Another publication titled "Explosive detection systems" (2010), edited by McKinnon et al., documents efforts towards improving environmental sustainability within logistical operations through green initiatives including fuel consumption reduction, transportation efficiency increase, and designing sustainable distribution networks.The book covers various methods and models to optimize logistics practices, including centralized distribution systems and third-party logistics entry. It emphasizes the significance of prioritizing environmental sustainability for industry professionals such as logistics directors. Piecyk's article "Product-level C auditing of supply chains.Environmental imperative or uneconomical distraction?" can be found in the International Journal of Physical Distribution and Logistics Management (pages 42-60) and is also featured in the book "Green Logistics:

Improving the environmental sustainability of logistics" edited by McKinnon et al. (pages 49-67).
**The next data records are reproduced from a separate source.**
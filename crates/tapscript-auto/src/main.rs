mod error;

use std::collections::HashMap;
use std::ffi::OsStr;
use std::io::Read;
use std::path::{Path, PathBuf};
use std::process;
use std::sync::Arc;

use clap::{Parser, Subcommand};
use tracing::{info, warn};
use tracing_subscriber::EnvFilter;

use tapscript_core::action::{ActionResult, Recorder};
use tapscript_core::config::InterpreterConfig;
use tapscript_core::interpreter::{Collaborators, Interpreter};
use tapscript_core::parser::{parse_with, Script};
use tapscript_core::sink::ImageMatch;
use tapscript_core::validate::validate_commands;

use crate::error::AutoError;

#[derive(Parser)]
#[command(name = "tapscript-auto", about = "Runner for tapscript touch automation scripts")]
struct Cli {
    /// Interpreter config file (defaults to ~/.tapscript/config.json)
    #[arg(long, global = true, env = "TAPSCRIPT_CONFIG")]
    config: Option<PathBuf>,

    /// Write logs to this file instead of stderr
    #[arg(long, global = true)]
    log_file: Option<PathBuf>,

    #[command(subcommand)]
    command: Command,
}

#[derive(Subcommand)]
enum Command {
    /// Run a script against a recording device and print what it dispatched
    Run {
        /// Path to the script file (reads stdin if omitted)
        script: Option<PathBuf>,
        /// JSON object mapping template paths to image matches
        #[arg(long)]
        images: Option<PathBuf>,
        /// Append every recorded action to this JSON Lines file
        #[arg(long)]
        record: Option<PathBuf>,
        /// Skip the pause after each gesture
        #[arg(long)]
        no_settle: bool,
    },
    /// Report parse errors and validation warnings without running
    Check {
        /// Path to the script file (reads stdin if omitted)
        script: Option<PathBuf>,
    },
}

fn init_tracing(log_file: Option<&Path>) {
    let filter = EnvFilter::try_from_default_env().unwrap_or_else(|_| EnvFilter::new("warn"));

    match log_file {
        Some(path) => {
            let dir = path
                .parent()
                .filter(|p| !p.as_os_str().is_empty())
                .unwrap_or_else(|| Path::new("."));
            let name = path
                .file_name()
                .unwrap_or_else(|| OsStr::new("tapscript-auto.log"));
            let file_appender = tracing_appender::rolling::never(dir, name);
            tracing_subscriber::fmt()
                .with_env_filter(filter)
                .with_writer(file_appender)
                .with_ansi(false)
                .init();
        }
        None => {
            tracing_subscriber::fmt()
                .with_env_filter(filter)
                .with_writer(std::io::stderr)
                .init();
        }
    }
}

#[tokio::main]
async fn main() {
    let cli = Cli::parse();
    init_tracing(cli.log_file.as_deref());

    let result = match cli.command {
        Command::Run {
            script,
            images,
            record,
            no_settle,
        } => {
            run_script(
                script,
                cli.config.as_deref(),
                images.as_deref(),
                record.as_deref(),
                no_settle,
            )
            .await
        }
        Command::Check { script } => check_script(script, cli.config.as_deref()),
    };

    if let Err(e) = result {
        eprintln!("Error: {}", e);
        process::exit(e.exit_code());
    }
}

fn load_config(path: Option<&Path>) -> Result<InterpreterConfig, AutoError> {
    match path {
        Some(path) => InterpreterConfig::load_from(path).map_err(|e| AutoError::Config {
            message: format!("{}: {}", path.display(), e),
        }),
        None => Ok(InterpreterConfig::load()),
    }
}

fn read_source(script_path: Option<&Path>) -> Result<String, AutoError> {
    match script_path {
        Some(path) => Ok(std::fs::read_to_string(path)?),
        None => {
            let mut buf = String::new();
            std::io::stdin().read_to_string(&mut buf)?;
            Ok(buf)
        }
    }
}

fn load_images(path: &Path) -> Result<HashMap<String, ImageMatch>, AutoError> {
    let json = std::fs::read_to_string(path)?;
    serde_json::from_str(&json).map_err(|e| AutoError::Config {
        message: format!("invalid image map {}: {}", path.display(), e),
    })
}

fn parse_script(source: &str, config: &InterpreterConfig) -> Script {
    let script = parse_with(source, &config.parse_options());
    info!(
        commands = script.commands.len(),
        errors = script.errors.len(),
        "script parsed"
    );
    script
}

async fn run_script(
    script_path: Option<PathBuf>,
    config_path: Option<&Path>,
    images: Option<&Path>,
    record: Option<&Path>,
    no_settle: bool,
) -> Result<(), AutoError> {
    let mut config = load_config(config_path)?;
    if no_settle {
        config.settle_delay_ms = 0;
    }

    let source = read_source(script_path.as_deref())?;
    let script = parse_script(&source, &config);
    for e in &script.errors {
        eprintln!("warning: {}", e);
    }

    let mut recorder = Recorder::new();
    if let Some(path) = images {
        recorder = recorder.with_images(load_images(path)?);
    }
    if let Some(path) = record {
        recorder = recorder.with_log_file(path)?;
    }
    let device = Arc::new(recorder);
    let interpreter = Arc::new(Interpreter::new(Collaborators::from_device(device.clone()), config));

    let handle = interpreter.start(script.commands);

    let interrupt = {
        let interpreter = interpreter.clone();
        tokio::spawn(async move {
            if tokio::signal::ctrl_c().await.is_ok() {
                warn!("interrupted, cancelling run");
                interpreter.stop();
            }
        })
    };

    let report = handle.wait().await;
    interrupt.abort();
    let report = report?;

    for record in device.records() {
        match &record.result {
            ActionResult::Success => println!("{}", record.action),
            ActionResult::Failure(message) => println!("{} [failed: {}]", record.action, message),
        }
    }
    for e in &report.errors {
        eprintln!("error: {}", e);
    }
    println!(
        "{:?}: {} steps, {} actions, {} errors",
        report.outcome,
        report.steps,
        device.records().len(),
        report.errors.len()
    );

    Ok(())
}

fn check_script(script_path: Option<PathBuf>, config_path: Option<&Path>) -> Result<(), AutoError> {
    let config = load_config(config_path)?;
    let source = read_source(script_path.as_deref())?;
    let script = parse_script(&source, &config);
    let warnings = validate_commands(&script.commands);

    for e in &script.errors {
        println!("error: {}", e);
    }
    for w in &warnings {
        println!("warning: {}", w);
    }
    println!(
        "{} parse error(s), {} warning(s)",
        script.errors.len(),
        warnings.len()
    );

    if script.is_clean() {
        Ok(())
    } else {
        Err(AutoError::Parse {
            errors: script.errors.len(),
        })
    }
}
//! Minimal robots.txt parsing for the crawl-politeness check.
//!
//! The parser walks the file line by line, tracking whether the current
//! `User-agent` block applies to us (a literal `*` or a case-insensitive
//! substring match against our agent string) and accumulating the
//! `Allow`/`Disallow` path prefixes of every applicable block.
//!
//! Resolution order for a requested path: any matching `Allow` prefix
//! permits it; otherwise any matching `Disallow` prefix forbids it;
//! otherwise it is permitted. Politeness is advisory, not a security
//! boundary, so an absent or unreadable robots.txt permits everything.

/// Allow/Disallow prefixes that apply to our crawler.
#[derive(Debug, Default, Clone)]
pub struct RobotsTxt {
    allow: Vec<String>,
    disallow: Vec<String>,
}

impl RobotsTxt {
    /// Parse robots.txt content, keeping only the rules addressed to
    /// `user_agent` (or to `*`).
    pub fn parse(content: &str, user_agent: &str) -> Self {
        let agent_lower = user_agent.to_lowercase();
        let mut rules = RobotsTxt::default();

        // True while the block being read applies to us. Consecutive
        // User-agent lines extend one block; a rule line ends the list.
        let mut applies = false;
        let mut in_agent_list = false;

        for line in content.lines() {
            let line = match line.split_once('#') {
                Some((before, _)) => before.trim(),
                None => line.trim(),
            };
            if line.is_empty() {
                continue;
            }
            let Some((key, value)) = line.split_once(':') else {
                continue;
            };
            let key = key.trim().to_lowercase();
            let value = value.trim();

            match key.as_str() {
                "user-agent" => {
                    if !in_agent_list {
                        applies = false;
                        in_agent_list = true;
                    }
                    let value_lower = value.to_lowercase();
                    if value == "*" || agent_lower.contains(&value_lower) {
                        applies = true;
                    }
                }
                "allow" => {
                    in_agent_list = false;
                    if applies && !value.is_empty() {
                        rules.allow.push(value.to_string());
                    }
                }
                "disallow" => {
                    in_agent_list = false;
                    // An empty Disallow means "allow everything".
                    if applies && !value.is_empty() {
                        rules.disallow.push(value.to_string());
                    }
                }
                _ => {
                    in_agent_list = false;
                }
            }
        }

        rules
    }

    /// Whether fetching `path` is permitted for our agent.
    pub fn is_allowed(&self, path: &str) -> bool {
        if self.allow.iter().any(|p| path.starts_with(p.as_str())) {
            return true;
        }
        !self.disallow.iter().any(|p| path.starts_with(p.as_str()))
    }
}

#[cfg(test)]
mod tests {
    use super::*;

    const AGENT: &str = "hackathon-radar/0.1 (+mailto:crawler@awfulsec.com)";

    #[test]
    fn test_wildcard_disallow_applies() {
        let robots = RobotsTxt::parse("User-agent: *\nDisallow: /hackathons\n", AGENT);
        assert!(!robots.is_allowed("/hackathons"));
        assert!(!robots.is_allowed("/hackathons/ai-hack"));
        assert!(robots.is_allowed("/about"));
    }

    #[test]
    fn test_allow_overrides_disallow() {
        let robots = RobotsTxt::parse(
            "User-agent: *\nAllow: /hackathons/public\nDisallow: /hackathons\n",
            AGENT,
        );
        assert!(robots.is_allowed("/hackathons/public/ai-hack"));
        assert!(!robots.is_allowed("/hackathons/private"));
    }

    #[test]
    fn test_block_for_other_agent_ignored() {
        let robots = RobotsTxt::parse(
            "User-agent: Googlebot\nDisallow: /hackathons\n\nUser-agent: *\nDisallow: /admin\n",
            AGENT,
        );
        assert!(robots.is_allowed("/hackathons"));
        assert!(!robots.is_allowed("/admin"));
    }

    #[test]
    fn test_agent_substring_match_is_case_insensitive() {
        let robots = RobotsTxt::parse(
            "User-agent: Hackathon-Radar\nDisallow: /api\n",
            AGENT,
        );
        assert!(!robots.is_allowed("/api/hackathons"));
    }

    #[test]
    fn test_consecutive_agent_lines_share_rules() {
        let robots = RobotsTxt::parse(
            "User-agent: Googlebot\nUser-agent: *\nDisallow: /private\n",
            AGENT,
        );
        assert!(!robots.is_allowed("/private"));
    }

    #[test]
    fn test_rule_line_starts_a_new_block() {
        // The * block's rules must not leak into the Googlebot-only block.
        let robots = RobotsTxt::parse(
            "User-agent: *\nDisallow: /a\n\nUser-agent: Googlebot\nDisallow: /b\n",
            AGENT,
        );
        assert!(!robots.is_allowed("/a"));
        assert!(robots.is_allowed("/b"));
    }

    #[test]
    fn test_empty_disallow_and_comments_ignored() {
        let robots = RobotsTxt::parse(
            "# welcome crawlers\nUser-agent: *\nDisallow:\nCrawl-delay: 10\n",
            AGENT,
        );
        assert!(robots.is_allowed("/anything"));
    }

    #[test]
    fn test_empty_file_permits_everything() {
        let robots = RobotsTxt::parse("", AGENT);
        assert!(robots.is_allowed("/hackathons"));
    }
}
The book contains additional articles such as Rogers and Tibben-Lembke's "Traveling Backwards: Reverse Logistics Trends and Practices" (1998, 1999), Rosen's "Ready for returns?" (2001), Tibben-Lembke and Rogers' "Differences between forward and reverse logistics in a retail environment" (2002), and Woodburn and Whiteing's "Transferring cargo to 'greener' transportation modes" (2010). Schmied presented on standardizing CO2 calculations in green logistics developments.